Stored data
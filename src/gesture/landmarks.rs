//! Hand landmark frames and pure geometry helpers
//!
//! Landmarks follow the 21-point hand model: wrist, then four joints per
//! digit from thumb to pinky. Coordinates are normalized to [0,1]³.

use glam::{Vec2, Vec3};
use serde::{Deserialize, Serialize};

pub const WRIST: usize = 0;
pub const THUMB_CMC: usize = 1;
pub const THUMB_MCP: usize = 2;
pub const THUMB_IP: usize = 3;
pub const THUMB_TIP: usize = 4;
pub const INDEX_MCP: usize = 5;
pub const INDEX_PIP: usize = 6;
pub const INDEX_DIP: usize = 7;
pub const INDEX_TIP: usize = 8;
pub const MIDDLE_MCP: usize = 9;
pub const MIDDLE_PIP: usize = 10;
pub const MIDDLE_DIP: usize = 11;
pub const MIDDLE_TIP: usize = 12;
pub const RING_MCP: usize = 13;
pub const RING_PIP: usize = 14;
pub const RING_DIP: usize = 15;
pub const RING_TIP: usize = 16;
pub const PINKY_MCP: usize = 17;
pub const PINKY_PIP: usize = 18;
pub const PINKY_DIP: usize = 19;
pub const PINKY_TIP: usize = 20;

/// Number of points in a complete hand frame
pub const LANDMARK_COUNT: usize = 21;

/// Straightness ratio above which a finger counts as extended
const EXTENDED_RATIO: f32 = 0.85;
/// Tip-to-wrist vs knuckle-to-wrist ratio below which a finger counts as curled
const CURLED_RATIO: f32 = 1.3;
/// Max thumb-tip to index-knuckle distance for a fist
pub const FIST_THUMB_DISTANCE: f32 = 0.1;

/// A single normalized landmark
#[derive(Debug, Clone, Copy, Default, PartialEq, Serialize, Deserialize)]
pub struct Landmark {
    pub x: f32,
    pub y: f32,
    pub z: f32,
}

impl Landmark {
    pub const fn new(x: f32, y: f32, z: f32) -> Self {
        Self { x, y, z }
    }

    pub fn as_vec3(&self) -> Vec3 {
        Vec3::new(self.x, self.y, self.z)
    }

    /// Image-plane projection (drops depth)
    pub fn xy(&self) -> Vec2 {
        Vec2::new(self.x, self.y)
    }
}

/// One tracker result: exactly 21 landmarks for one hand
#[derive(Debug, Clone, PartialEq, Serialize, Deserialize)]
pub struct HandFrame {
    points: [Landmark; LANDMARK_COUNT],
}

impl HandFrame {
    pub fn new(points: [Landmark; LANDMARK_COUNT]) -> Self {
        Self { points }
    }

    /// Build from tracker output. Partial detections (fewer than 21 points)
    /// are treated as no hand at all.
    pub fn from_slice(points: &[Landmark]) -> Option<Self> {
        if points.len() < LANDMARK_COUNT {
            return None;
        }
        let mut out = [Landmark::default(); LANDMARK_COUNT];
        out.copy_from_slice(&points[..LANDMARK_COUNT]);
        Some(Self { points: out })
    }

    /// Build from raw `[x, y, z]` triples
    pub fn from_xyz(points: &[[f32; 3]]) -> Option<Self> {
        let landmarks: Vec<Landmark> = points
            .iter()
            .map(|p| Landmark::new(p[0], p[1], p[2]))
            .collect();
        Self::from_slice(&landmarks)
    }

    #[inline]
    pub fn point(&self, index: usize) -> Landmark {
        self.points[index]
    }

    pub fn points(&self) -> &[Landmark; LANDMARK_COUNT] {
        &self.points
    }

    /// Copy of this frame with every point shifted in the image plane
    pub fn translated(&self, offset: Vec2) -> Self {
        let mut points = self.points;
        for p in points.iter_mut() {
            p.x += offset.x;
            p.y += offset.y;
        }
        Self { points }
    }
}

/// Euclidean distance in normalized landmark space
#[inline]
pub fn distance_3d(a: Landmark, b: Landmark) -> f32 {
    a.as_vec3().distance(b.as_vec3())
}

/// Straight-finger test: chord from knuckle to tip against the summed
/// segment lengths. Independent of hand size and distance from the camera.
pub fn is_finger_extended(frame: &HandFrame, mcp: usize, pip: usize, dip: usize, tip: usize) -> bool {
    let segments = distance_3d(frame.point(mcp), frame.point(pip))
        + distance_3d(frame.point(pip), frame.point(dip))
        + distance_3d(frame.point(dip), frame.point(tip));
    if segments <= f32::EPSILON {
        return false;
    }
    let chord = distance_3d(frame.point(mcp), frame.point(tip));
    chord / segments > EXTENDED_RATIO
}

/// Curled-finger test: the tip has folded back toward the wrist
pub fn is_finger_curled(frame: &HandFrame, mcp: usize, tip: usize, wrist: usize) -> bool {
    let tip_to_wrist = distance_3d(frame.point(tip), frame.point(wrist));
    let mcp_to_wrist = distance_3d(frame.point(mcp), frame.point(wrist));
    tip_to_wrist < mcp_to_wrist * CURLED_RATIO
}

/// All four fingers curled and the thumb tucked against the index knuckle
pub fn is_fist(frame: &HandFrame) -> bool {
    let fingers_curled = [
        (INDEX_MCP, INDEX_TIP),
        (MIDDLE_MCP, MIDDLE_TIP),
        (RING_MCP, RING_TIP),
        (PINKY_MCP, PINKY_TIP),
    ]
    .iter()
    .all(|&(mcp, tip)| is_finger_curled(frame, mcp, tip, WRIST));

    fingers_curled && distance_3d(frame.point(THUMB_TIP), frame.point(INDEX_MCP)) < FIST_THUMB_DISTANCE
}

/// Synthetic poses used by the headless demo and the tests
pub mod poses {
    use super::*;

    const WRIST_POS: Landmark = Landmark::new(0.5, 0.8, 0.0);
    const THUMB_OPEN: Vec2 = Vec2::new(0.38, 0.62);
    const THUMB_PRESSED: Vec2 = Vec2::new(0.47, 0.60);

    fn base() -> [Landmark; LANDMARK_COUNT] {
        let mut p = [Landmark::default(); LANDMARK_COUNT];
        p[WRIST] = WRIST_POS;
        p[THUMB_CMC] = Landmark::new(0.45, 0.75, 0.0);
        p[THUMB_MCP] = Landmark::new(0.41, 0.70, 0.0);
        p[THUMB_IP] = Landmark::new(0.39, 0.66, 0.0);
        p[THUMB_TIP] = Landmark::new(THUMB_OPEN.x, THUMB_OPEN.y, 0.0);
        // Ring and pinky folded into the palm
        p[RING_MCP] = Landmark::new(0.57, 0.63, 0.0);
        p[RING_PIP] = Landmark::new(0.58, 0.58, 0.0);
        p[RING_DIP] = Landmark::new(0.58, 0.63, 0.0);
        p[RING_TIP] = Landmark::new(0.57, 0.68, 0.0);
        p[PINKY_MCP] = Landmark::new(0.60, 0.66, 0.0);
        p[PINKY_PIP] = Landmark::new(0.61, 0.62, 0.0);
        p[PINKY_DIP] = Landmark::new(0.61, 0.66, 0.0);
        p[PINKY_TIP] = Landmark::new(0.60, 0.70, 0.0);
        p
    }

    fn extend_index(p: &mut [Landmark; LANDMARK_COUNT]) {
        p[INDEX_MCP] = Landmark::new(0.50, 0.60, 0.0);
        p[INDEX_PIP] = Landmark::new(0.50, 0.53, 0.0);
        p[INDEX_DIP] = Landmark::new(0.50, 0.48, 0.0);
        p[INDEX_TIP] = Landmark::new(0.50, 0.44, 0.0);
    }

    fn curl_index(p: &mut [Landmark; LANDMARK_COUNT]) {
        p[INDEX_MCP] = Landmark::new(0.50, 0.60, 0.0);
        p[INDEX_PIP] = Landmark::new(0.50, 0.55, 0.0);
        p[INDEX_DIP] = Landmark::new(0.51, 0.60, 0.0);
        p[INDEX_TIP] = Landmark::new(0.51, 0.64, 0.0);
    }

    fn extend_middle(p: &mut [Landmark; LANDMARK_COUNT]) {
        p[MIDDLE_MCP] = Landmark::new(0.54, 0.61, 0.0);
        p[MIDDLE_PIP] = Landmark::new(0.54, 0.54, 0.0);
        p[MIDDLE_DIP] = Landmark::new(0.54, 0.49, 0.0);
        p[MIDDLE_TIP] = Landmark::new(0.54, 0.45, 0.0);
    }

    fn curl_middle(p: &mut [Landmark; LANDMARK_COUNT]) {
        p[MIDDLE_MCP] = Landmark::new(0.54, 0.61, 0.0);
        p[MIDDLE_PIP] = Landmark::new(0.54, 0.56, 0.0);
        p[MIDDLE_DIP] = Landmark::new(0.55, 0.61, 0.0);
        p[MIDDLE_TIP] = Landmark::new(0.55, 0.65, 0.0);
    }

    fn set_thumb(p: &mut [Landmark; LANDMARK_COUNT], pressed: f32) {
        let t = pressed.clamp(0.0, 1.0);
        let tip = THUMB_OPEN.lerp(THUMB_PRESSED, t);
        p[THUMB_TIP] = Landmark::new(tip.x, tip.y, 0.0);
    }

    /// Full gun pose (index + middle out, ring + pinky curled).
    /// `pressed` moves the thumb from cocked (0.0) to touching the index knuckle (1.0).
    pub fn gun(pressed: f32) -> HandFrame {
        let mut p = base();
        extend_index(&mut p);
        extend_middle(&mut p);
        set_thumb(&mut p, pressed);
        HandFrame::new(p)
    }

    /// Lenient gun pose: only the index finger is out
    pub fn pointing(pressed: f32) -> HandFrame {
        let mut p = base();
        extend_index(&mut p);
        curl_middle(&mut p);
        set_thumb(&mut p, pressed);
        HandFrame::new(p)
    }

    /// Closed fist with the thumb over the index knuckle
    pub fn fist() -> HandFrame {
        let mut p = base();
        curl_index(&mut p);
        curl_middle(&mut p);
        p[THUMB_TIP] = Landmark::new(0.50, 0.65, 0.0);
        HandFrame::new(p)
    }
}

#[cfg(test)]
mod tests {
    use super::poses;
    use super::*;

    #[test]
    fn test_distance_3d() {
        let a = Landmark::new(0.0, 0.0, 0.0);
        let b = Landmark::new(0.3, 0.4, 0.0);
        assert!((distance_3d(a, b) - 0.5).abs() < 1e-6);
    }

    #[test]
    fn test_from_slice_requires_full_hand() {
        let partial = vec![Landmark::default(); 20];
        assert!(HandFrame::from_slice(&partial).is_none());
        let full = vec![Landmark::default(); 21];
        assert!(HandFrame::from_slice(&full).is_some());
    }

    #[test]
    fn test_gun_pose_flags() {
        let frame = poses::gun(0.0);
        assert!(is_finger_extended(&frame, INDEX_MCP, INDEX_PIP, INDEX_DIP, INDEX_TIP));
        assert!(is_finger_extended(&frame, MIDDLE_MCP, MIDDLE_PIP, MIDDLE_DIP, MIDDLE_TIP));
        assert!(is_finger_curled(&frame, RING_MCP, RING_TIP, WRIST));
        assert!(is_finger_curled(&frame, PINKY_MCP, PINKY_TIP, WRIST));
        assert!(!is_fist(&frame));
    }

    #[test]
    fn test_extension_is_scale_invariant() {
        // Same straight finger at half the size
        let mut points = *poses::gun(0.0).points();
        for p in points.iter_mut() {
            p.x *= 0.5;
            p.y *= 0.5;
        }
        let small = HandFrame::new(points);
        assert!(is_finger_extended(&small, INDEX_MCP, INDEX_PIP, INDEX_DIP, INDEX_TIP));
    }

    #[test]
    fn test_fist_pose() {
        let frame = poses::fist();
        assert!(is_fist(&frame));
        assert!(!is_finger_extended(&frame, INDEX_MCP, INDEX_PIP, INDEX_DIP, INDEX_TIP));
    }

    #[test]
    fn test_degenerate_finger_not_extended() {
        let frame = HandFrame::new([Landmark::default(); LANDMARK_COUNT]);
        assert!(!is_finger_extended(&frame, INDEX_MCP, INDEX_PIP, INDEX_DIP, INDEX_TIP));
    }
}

> **What is required**
From the data above, return every line from the line that has "pub const THUMB_CMC: usize = 1;" up to and including the line that has "pub const RING_PIP: usize = 14;", exactly.

> **Exercise response**
pub const THUMB_CMC: usize = 1;
pub const THUMB_MCP: usize = 2;
pub const THUMB_IP: usize = 3;
pub const THUMB_TIP: usize = 4;
pub const INDEX_MCP: usize = 5;
pub const INDEX_PIP: usize = 6;
pub const INDEX_DIP: usize = 7;
pub const INDEX_TIP: usize = 8;
pub const MIDDLE_MCP: usize = 9;
pub const MIDDLE_PIP: usize = 10;
pub const MIDDLE_DIP: usize = 11;
pub const MIDDLE_TIP: usize = 12;
pub const RING_MCP: usize = 13;
pub const RING_PIP: usize = 14;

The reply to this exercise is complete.